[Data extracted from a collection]
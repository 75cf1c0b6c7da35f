//! Card registry
//!
//! Lookup and validation of registered cards plus the two atomic balance
//! mutations (transfer and reversal). Balance updates are conditional
//! (`balance >= amount` guard + version bump) and always run inside the
//! caller's open transaction; any error aborts the whole unit.

use chrono::{DateTime, Utc};
use rust_decimal::Decimal;
use sqlx::{PgPool, Postgres, Row, Transaction};

use super::expiry::ExpiryDate;
use super::models::{Card, CardStatus};
use super::validate::{CardNumber, Phone};
use crate::transfer::error::TransferError;

/// Card store operations
pub struct CardRegistry {
    pool: PgPool,
}

impl CardRegistry {
    /// Create a new CardRegistry with the given connection pool
    pub fn new(pool: PgPool) -> Self {
        Self { pool }
    }

    /// Exact lookup by number + expiry, the `card.info` key
    pub async fn get(
        &self,
        card_number: &str,
        expire: &str,
    ) -> Result<Option<Card>, TransferError> {
        let row = sqlx::query(
            r#"
            SELECT card_number, expire, phone, status, balance, version
            FROM cards_tb
            WHERE card_number = $1 AND expire = $2
            "#,
        )
        .bind(card_number)
        .bind(expire)
        .fetch_optional(&self.pool)
        .await?;

        match row {
            Some(row) => Ok(Some(self.row_to_card(&row)?)),
            None => Ok(None),
        }
    }

    async fn get_by_number(&self, card_number: &str) -> Result<Option<Card>, TransferError> {
        let row = sqlx::query(
            r#"
            SELECT card_number, expire, phone, status, balance, version
            FROM cards_tb
            WHERE card_number = $1
            "#,
        )
        .bind(card_number)
        .fetch_optional(&self.pool)
        .await?;

        match row {
            Some(row) => Ok(Some(self.row_to_card(&row)?)),
            None => Ok(None),
        }
    }

    /// Validate the sending card for a transfer of `amount`.
    ///
    /// The expiry checked here is the caller-supplied one; the check order
    /// (existence, expiry, status, SMS channel, phone match, balance) is part
    /// of the API contract since each step has its own error.
    pub async fn validate_for_send(
        &self,
        card_number: &CardNumber,
        expiry: &ExpiryDate,
        phone: &Phone,
        amount: Decimal,
        now: DateTime<Utc>,
    ) -> Result<Card, TransferError> {
        let card = self
            .get_by_number(card_number.as_str())
            .await?
            .ok_or(TransferError::SenderNotFound)?;

        if expiry.is_expired_at(now) {
            return Err(TransferError::SenderExpired);
        }
        if card.status != CardStatus::Active {
            return Err(TransferError::SenderInactive);
        }
        if !card.sms_connected() {
            return Err(TransferError::SmsNotConnected);
        }
        if card.phone.as_deref() != Some(phone.as_str()) {
            return Err(TransferError::PhoneMismatch);
        }
        if card.balance < amount {
            return Err(TransferError::InsufficientBalance);
        }

        Ok(card)
    }

    /// Validate the receiving card. The caller supplies no expiry for the
    /// receiver, so the stored one is checked.
    pub async fn validate_for_receive(
        &self,
        card_number: &CardNumber,
        now: DateTime<Utc>,
    ) -> Result<Card, TransferError> {
        let card = self
            .get_by_number(card_number.as_str())
            .await?
            .ok_or(TransferError::ReceiverNotFound)?;

        if card.status != CardStatus::Active {
            return Err(TransferError::ReceiverInvalid);
        }
        let stored_expiry = ExpiryDate::parse(&card.expire).map_err(|_| {
            TransferError::Internal(format!(
                "card {} has malformed expiry on file",
                card.masked_number()
            ))
        })?;
        if stored_expiry.is_expired_at(now) {
            return Err(TransferError::ReceiverExpired);
        }
        if !card.sms_connected() {
            return Err(TransferError::ReceiverSmsNotConnected);
        }

        Ok(card)
    }

    /// Debit sender / credit receiver as one unit inside `tx`.
    ///
    /// The debit re-validates sufficiency: a sender balance that dropped
    /// since create fails the conditional update and the transfer stays
    /// unconfirmed.
    pub async fn atomic_transfer(
        &self,
        tx: &mut Transaction<'_, Postgres>,
        sender: &str,
        receiver: &str,
        debit_amount: Decimal,
        credit_amount: Decimal,
    ) -> Result<(), TransferError> {
        // Rows are locked in ascending card-number order so two transfers
        // over the same pair in opposite directions cannot deadlock.
        if sender <= receiver {
            if !self.debit_if_sufficient(tx, sender, debit_amount).await? {
                return Err(TransferError::InsufficientFunds);
            }
            self.credit(tx, receiver, credit_amount).await?;
        } else {
            self.credit(tx, receiver, credit_amount).await?;
            if !self.debit_if_sufficient(tx, sender, debit_amount).await? {
                return Err(TransferError::InsufficientFunds);
            }
        }
        Ok(())
    }

    /// Reverse a confirmed transfer inside `tx`: debit the receiver by the
    /// frozen receiving amount, credit the sender back the sending amount.
    pub async fn atomic_reverse(
        &self,
        tx: &mut Transaction<'_, Postgres>,
        sender: &str,
        receiver: &str,
        credit_back: Decimal,
        debit_back: Decimal,
    ) -> Result<(), TransferError> {
        if receiver <= sender {
            if !self.debit_if_sufficient(tx, receiver, debit_back).await? {
                return Err(TransferError::InsufficientFundsToRefund);
            }
            self.credit(tx, sender, credit_back).await?;
        } else {
            self.credit(tx, sender, credit_back).await?;
            if !self.debit_if_sufficient(tx, receiver, debit_back).await? {
                return Err(TransferError::InsufficientFundsToRefund);
            }
        }
        Ok(())
    }

    /// Conditional debit. Returns false when the balance guard fails (row
    /// untouched); the caller decides which error that is.
    async fn debit_if_sufficient(
        &self,
        tx: &mut Transaction<'_, Postgres>,
        card_number: &str,
        amount: Decimal,
    ) -> Result<bool, TransferError> {
        let result = sqlx::query(
            r#"
            UPDATE cards_tb
            SET balance = balance - $1, version = version + 1
            WHERE card_number = $2 AND balance >= $1
            "#,
        )
        .bind(amount)
        .bind(card_number)
        .execute(&mut **tx)
        .await?;

        Ok(result.rows_affected() > 0)
    }

    async fn credit(
        &self,
        tx: &mut Transaction<'_, Postgres>,
        card_number: &str,
        amount: Decimal,
    ) -> Result<(), TransferError> {
        let result = sqlx::query(
            r#"
            UPDATE cards_tb
            SET balance = balance + $1, version = version + 1
            WHERE card_number = $2
            "#,
        )
        .bind(amount)
        .bind(card_number)
        .execute(&mut **tx)
        .await?;

        // Cards are never deleted; a missing row here means the ledger
        // changed under us.
        if result.rows_affected() == 0 {
            return Err(TransferError::Conflict);
        }
        Ok(())
    }

    /// Total registered cards (daily report)
    pub async fn count(&self) -> Result<i64, TransferError> {
        let n = sqlx::query_scalar::<_, i64>("SELECT COUNT(*) FROM cards_tb")
            .fetch_one(&self.pool)
            .await?;
        Ok(n)
    }

    /// Upsert a card record. Test facility only.
    #[cfg(feature = "mock-api")]
    pub async fn upsert(&self, card: &Card) -> Result<(), TransferError> {
        sqlx::query(
            r#"
            INSERT INTO cards_tb (card_number, expire, phone, status, balance, version)
            VALUES ($1, $2, $3, $4, $5, 0)
            ON CONFLICT (card_number)
            DO UPDATE SET expire = EXCLUDED.expire, phone = EXCLUDED.phone,
                          status = EXCLUDED.status, balance = EXCLUDED.balance,
                          version = cards_tb.version + 1
            "#,
        )
        .bind(&card.card_number)
        .bind(&card.expire)
        .bind(&card.phone)
        .bind(card.status.as_str())
        .bind(card.balance)
        .execute(&self.pool)
        .await?;
        Ok(())
    }

    /// Convert database row to Card
    fn row_to_card(&self, row: &sqlx::postgres::PgRow) -> Result<Card, TransferError> {
        let status_str: String = row.get("status");
        let status = CardStatus::parse(&status_str)
            .ok_or_else(|| TransferError::Internal(format!("Invalid card status: {}", status_str)))?;

        Ok(Card {
            card_number: row.get("card_number"),
            expire: row.get("expire"),
            phone: row.get("phone"),
            status,
            balance: row.get("balance"),
            version: row.get("version"),
        })
    }
}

## EXERCISE:
Please state how many lines in the records above hold the word "super", giving only the number.

## OUTPUT BELOW:
3